# Help in Connecting router to computer



## TigerKing (Feb 13, 2017)

*uploads.tapatalk-cdn.com/20170213/26c5caf622ae651cb639657f9898324c.jpg
This is how my home looks like.
1 - WiFi router + modem
2 - computer
Now as per proper WiFi rulebook it's placed in middle of house.

What's the proper way to connect long distance WiFi router to computer?

After measuring distance is 9 meter.
If I connect RJ45 LAN cable I need that long cable. I know it's available. Never used LAN cable that much meter.
WiFi dongle other option I found, but problem will be too many WiFi and security problem.

RJ45 cable, WiFi dongle or any other device?
What I should do?
Which will be better for connection and security?
What about your house? How's your router connected to computer?


----------



## SaiyanGoku (Feb 13, 2017)

Just get a wifi dongle and try to move the router closer to the PC.


----------



## TigerKing (Feb 13, 2017)

SaiyanGoku said:


> Just get a wifi dongle and try to move the router closer to the PC.


Not helpful...


----------



## reniarahim1 (Feb 16, 2017)

Go with the RJ-45 cable. 10m is nothing for a CAT cable. If possible go for a CAT6 cable.
Ethernet connections are extremely reliable and safe.


----------



## TigerKing (Feb 16, 2017)

reniarahim1 said:


> Go with the RJ-45 cable. 10m is nothing for a CAT cable. If possible go for a CAT6 cable.
> Ethernet connections are extremely reliable and safe.


Perfect answer.
*www.howtogeek.com/wp-content/uploads/2011/08/spec-chart.png
There 4 cat cables. But I found there are cat 7 and cat 8, 9 also available.
Cat6 cable is little pricey. By looking prices on mdcomputer site "price decreases as length increases".
Can you suggest 10 meter cat6 cable price ~ ? (For bargaining)
There is also cat 6a and cat 6e.

How to identify this cat6 cable?
Cat 6 written on cable but for 10 meter they are definitely cutting wire. So not sure it will be written on cable.
After looking on Google, I found many ways to identify this cat 6 cable but which is genuine? All are different. Confusion?
1. number of twists per cm in the wire, and sheath thickness
*www.howtogeek.com/wp-content/uploads/2011/08/twist-comparison.png
*www.broadbandbuyer.com/images/Features/1917/twisted-cables.jpg
2. nylon spline/star filler/internal separator that isolate pair from one another
*blog.dvrunlimited.com/wp-content/uploads/2013/11/cat53-vs-ca6.png

*3.bp.blogspot.com/-kKW415wc6GQ/Tg_8JL49SxI/AAAAAAAAAkI/XrelDvRWheM/s1600/CAT%2BTYPE%2Bleenetpic1.gif

Please guide me buying suitable category RJ45 LAN Ethernet patch cable.

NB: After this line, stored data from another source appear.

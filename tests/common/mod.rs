#![allow(dead_code)]

use glam::DVec3;
use mvmm_ale::{
    mesh::{MeshBoundary, SegmentMesh},
    ComputationalCell, Engine, Policies, Space,
};
use yaml_rust::YamlLoader;

pub const GAMMA: f64 = 5. / 3.;

pub const CONFIG: &'static str = r###"
hydrodynamics:
  gamma: 1.66666666666666667
  riemann_solver: "HLLC"
  boundary: "reflective"

vertex_motion:
  kind: "lagrangian"

time_integration:
  cfl_criterion: 0.3
"###;

pub const FIXED_CONFIG: &'static str = r###"
hydrodynamics:
  gamma: 1.66666666666666667
  boundary: "reflective"

vertex_motion:
  kind: "fixed"

time_integration:
  cfl_criterion: 0.3
"###;

pub const CENTROID_CONFIG: &'static str = r###"
hydrodynamics:
  gamma: 1.66666666666666667

vertex_motion:
  kind: "centroid"
  reduce_factor: 0.2
  iterations: 2

time_integration:
  cfl_criterion: 0.3
  dt_max: 1e-2
"###;

pub const LINEAR_CONFIG: &'static str = r###"
hydrodynamics:
  gamma: 1.66666666666666667
  reconstruction: "linear"
  slope_limiter: true

vertex_motion:
  kind: "lagrangian"

time_integration:
  cfl_criterion: 0.3
"###;

pub const MESH_CONFIG: &'static str = r###"
num_cells: 32
box_size: 1.
boundary: "periodic"
perturbations: 0.2
seed: 42
"###;

pub fn get_policies(cfg: &str) -> Policies<SegmentMesh> {
    Policies::init(&YamlLoader::load_from_str(cfg).expect("Error loading policies cfg!")[0])
        .expect("Error creating policies!")
}

pub fn get_mesh(cfg: &str) -> SegmentMesh {
    SegmentMesh::init(&YamlLoader::load_from_str(cfg).expect("Error loading mesh cfg!")[0])
        .expect("Error creating mesh!")
}

/// An engine with the initial conditions sampled at the cell centroids.
pub fn get_engine<F>(cfg: &str, mesh: SegmentMesh, ic: F) -> Engine<SegmentMesh>
where
    F: Fn(DVec3) -> ComputationalCell,
{
    Engine::from_space(Space::from_ic(mesh, ic), get_policies(cfg))
        .expect("Error initializing engine!")
}

/// Sod shock tube between reflecting walls.
pub fn sod(num_cells: usize) -> SegmentMesh {
    SegmentMesh::uniform(num_cells, 0., 1., MeshBoundary::Walls)
}

pub fn sod_ic(x: DVec3) -> ComputationalCell {
    if x.x < 0.5 {
        ComputationalCell::new(1., DVec3::ZERO, 1.).with_tracer("dye", 1.)
    } else {
        ComputationalCell::new(0.125, DVec3::ZERO, 0.1).with_tracer("dye", 0.)
    }
}

/// Smooth density wave moving through a periodic box.
pub fn wave_ic(x: DVec3) -> ComputationalCell {
    let density = 1. + 0.5 * (2. * std::f64::consts::PI * x.x).sin();
    ComputationalCell::new(density, DVec3::new(0.3, 0., 0.), 1.).with_tracer("dye", density - 0.5)
}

Types of network cables: An introduction to network cablin
Knowledge Base - A Layman's Guide to Network Cable Type


----------



## reniarahim1 (Feb 17, 2017)

You can ask for RJ-45 CAT patch cable from any computer shop. Costs around Rs 15 per meter for CAT 5e. CAT 6 may be a bit expensive. But CAT 5e should do the task in your case.


----------



## topgear (Feb 18, 2017)

Modern Lan ports / chips are capable enough to work with "straight" / "crossover" cable so don't worry about all the cat 5 / 6 / 7 jargon. 

Actually it's much better to use a USB wifi dongle or even better your smart phone to configure the router and to connect the without wires with the wireless router.

As for security issue after successful setup and configuration use a stronger password for router admin page and access ( if both are separate ) - your issue solved.


----------



## TigerKing (Feb 18, 2017)

topgear said:


> Modern Lan ports / chips are capable enough to work with "straight" / "crossover" cable so don't worry about all the cat 5 / 6 / 7 jargon.
> 
> Actually it's much better to use a USB wifi dongle or even better your smart phone to configure the router and to connect the without wires with the wireless router.
> 
> As for security issue after successful setup and configuration use a stronger password for router admin page and access ( if both are separate ) - your issue solved.



Cat 5,6,7 are overall same but with speed difference. As of now I can work with any.

Connecting WiFi dongle to WiFi router it does not look good. Mobile can also be used to make WiFi computer? Don't know that. I will try it with old device.
Router already configured.

I think connecting cable will be more secure than dongle or mobile.
Case is different for inbuilt WiFi motherboard.


----------



## reniarahim1 (Feb 21, 2017)

CAT 5/5e/6/7 are not technical jargons. These cables differ in the maximum transmission speed it can handle. It doesn't matter if you are using the network for internet as internet in india will never reach the speed for even CAT 5. But for people who use the LAN for file transfers across the network and for media consumption it matters.

Wireless network will never give the reliablity and speed of wired connection. Any way for internet it doesn't matter much if the device is within good range of the AP.


----------



## TigerKing (Feb 22, 2017)

reniarahim1 said:


> CAT 5/5e/6/7 are not technical jargons. These cables differ in the maximum transmission speed it can handle. It doesn't matter if you are using the network for internet as internet in india will never reach the speed for even CAT 5. But for people who use the LAN for file transfers across the network and for media consumption it matters.
> 
> Wireless network will never give the reliablity and speed of wired connection. Any way for internet it doesn't matter much if the device is within good range of the AP.


Ok. Same thing what I was telling above. Anyway thank you.
Most of the times LAN cables are used specifically in cyber cafe, gaming cafe. Thats why all this confusion.


----------